De: “A Comunidade para mim” ao “Eu para a Comunidade”

Uma comunidade somente é comunidade quando a maioria de seus membros estiver fazendo a passagem de “a comunidade para mim” ao “eu para a comunidade”, quer dizer, quando o coração de cada um estiver se abrindo para cada membro, sem excluir ninguém. É a passagem do egoísmo para o amor, da morte para a ressurreição: é a Páscoa, passagem do Senhor, e também a passagem de uma terra de escravidão para uma terra prometida, a da libertação interior.

A comunidade não é uma coabitação, um quartel, um hotel ou uma pensão. Ela não é uma equipe de trabalho, e muito menos, um ninho de víboras. É o lugar em que cada um, ou a maioria está saindo das trevas do egocentrismo para a luz do amor verdadeiro.

“Não concedais nada ao espírito de competição, de vanglória, mas que cada um, por humildade, considere os outros superiores a si; não procureis os vossos próprios interesses, mas que cada um pense nos dos outros”.(Fl 2, 3-4)
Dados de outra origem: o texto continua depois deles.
//! Native seam used by the applier, and a GPU-less implementation of it.

use ash::vk;
use log::debug;
use parking_lot::Mutex;
use std::collections::HashSet;
use std::sync::atomic::{AtomicU64, Ordering};

use crate::command::Command;
use crate::error::Result;
use crate::object::{Binding, CreateInfo, Identity, InstanceInfo, ObjectKind, ObjectState};
use crate::state::StateTracker;

/// The native calls a restore needs. Every call reports failure as the native result code.
pub trait NativeApi {
    /// Construct an object from already-translated parameters against `parent`.
    fn create_object(
        &self,
        parent: Option<&Identity>,
        info: &CreateInfo,
    ) -> std::result::Result<Identity, vk::Result>;

    fn bind(&self, object: &Identity, binding: &Binding) -> std::result::Result<(), vk::Result>;

    fn set_name(&self, object: &Identity, name: &str) -> std::result::Result<(), vk::Result>;

    fn restore_state(
        &self,
        object: &Identity,
        state: &ObjectState,
    ) -> std::result::Result<(), vk::Result>;

    fn replay_command(
        &self,
        command_buffer: &Identity,
        cmd: &Command,
    ) -> std::result::Result<(), vk::Result>;
}

/// Allocates fresh handles and mirrors every call into its own `StateTracker`.
pub struct ShadowDevice {
    tracker: StateTracker,
    next_handle: AtomicU64,
    failing: Mutex<HashSet<ObjectKind>>,
}

impl Default for ShadowDevice {
    fn default() -> Self {
        Self::new()
    }
}

impl ShadowDevice {
    pub fn new() -> Self {
        Self::with_first_handle(0x1000_0000)
    }

    pub fn with_first_handle(first: u64) -> Self {
        Self {
            tracker: StateTracker::new(),
            next_handle: AtomicU64::new(first),
            failing: Mutex::new(HashSet::new()),
        }
    }

    pub fn tracker(&self) -> &StateTracker {
        &self.tracker
    }

    /// Create the instance a restore is applied against.
    pub fn create_root(&self, info: InstanceInfo) -> Result<Identity> {
        let id = Identity::root(ObjectKind::Instance, self.allocate());
        self.tracker.on_create(None, id, CreateInfo::Instance(info))?;
        Ok(id)
    }

    /// Make every later construction of `kind` fail.
    pub fn fail_creation_of(&self, kind: ObjectKind) {
        self.failing.lock().insert(kind);
    }

    fn allocate(&self) -> u64 {
        self.next_handle.fetch_add(1, Ordering::Relaxed)
    }
}

impl NativeApi for ShadowDevice {
    fn create_object(
        &self,
        parent: Option<&Identity>,
        info: &CreateInfo,
    ) -> std::result::Result<Identity, vk::Result> {
        let kind = info.kind();
        if self.failing.lock().contains(&kind) {
            return Err(vk::Result::ERROR_INITIALIZATION_FAILED);
        }
        let handle = self.allocate();
        let id = match parent {
            Some(p) => Identity::child_of(kind, handle, p),
            None => Identity::root(kind, handle),
        };
        self.tracker
            .on_create(parent.copied(), id, info.clone())
            .map_err(|e| {
                debug!("shadow create of {} failed: {}", id, e);
                vk::Result::ERROR_INITIALIZATION_FAILED
            })?;
        Ok(id)
    }

    fn bind(&self, object: &Identity, binding: &Binding) -> std::result::Result<(), vk::Result> {
        self.tracker
            .on_bind(object, binding.clone())
            .map_err(|_| vk::Result::ERROR_UNKNOWN)
    }

    fn set_name(&self, object: &Identity, name: &str) -> std::result::Result<(), vk::Result> {
        self.tracker
            .on_rename(object, name)
            .map_err(|_| vk::Result::ERROR_UNKNOWN)
    }

    fn restore_state(
        &self,
        object: &Identity,
        state: &ObjectState,
    ) -> std::result::Result<(), vk::Result> {
        self.tracker
            .on_set_state(object, state.clone())
            .map_err(|_| vk::Result::ERROR_UNKNOWN)
    }

    fn replay_command(
        &self,
        command_buffer: &Identity,
        cmd: &Command,
    ) -> std::result::Result<(), vk::Result> {
        self.tracker
            .on_record(command_buffer, cmd.clone())
            .map_err(|e| {
                debug!("shadow replay on {} failed: {}", command_buffer, e);
                vk::Result::ERROR_UNKNOWN
            })
    }
}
O amor não é um sentimento, e nem uma emoção passageira, é uma atenção ao outro que pouco a pouco se torna compromisso, reconhecimento de uma aliança, de um sentimento de se pertencer mutuamente. É escutar o outro, se por em seu lugar, compreende-lo, é ver que ele é importante para mim. É responder aos seus apelos, às suas necessidades mais profundas, compadecer-se, sofrer com ele, chorar e alegrar-se quando se alegra. Amar é ficar feliz com a sua presença, triste com a sua ausência, é permanecer mutuamente e refugiar-se um no outro, o amor é uma força unificadora.

Se o amor é estar voltado para o outro, é também voltar juntos para as mesmas realidades, esperar e querer as mesmas coisas é comungar da mesma visão, do mesmo ideal. É querer que o outro se realize plenamente segundo os caminhos de Deus a serviço dos outros; é querer que ele seja fiel ao seu chamado e livre para amar com todas as dimensões do seu ser.

Temos os dois polos da comunidade: um sentimento de pertencer um ao outro, mas também o desejo que o outro vá sempre mais longe no seu Dom a Deus e aos outros, que ele seja mais luminoso, mais profundo na verdade e na paz.

Texto extraído de VANIER, Jean. Comunidade Lugar do perdão e da festa . São Paulo, SP: Edições Paulinas, 1980 – CAPÍTULO I, pg.19.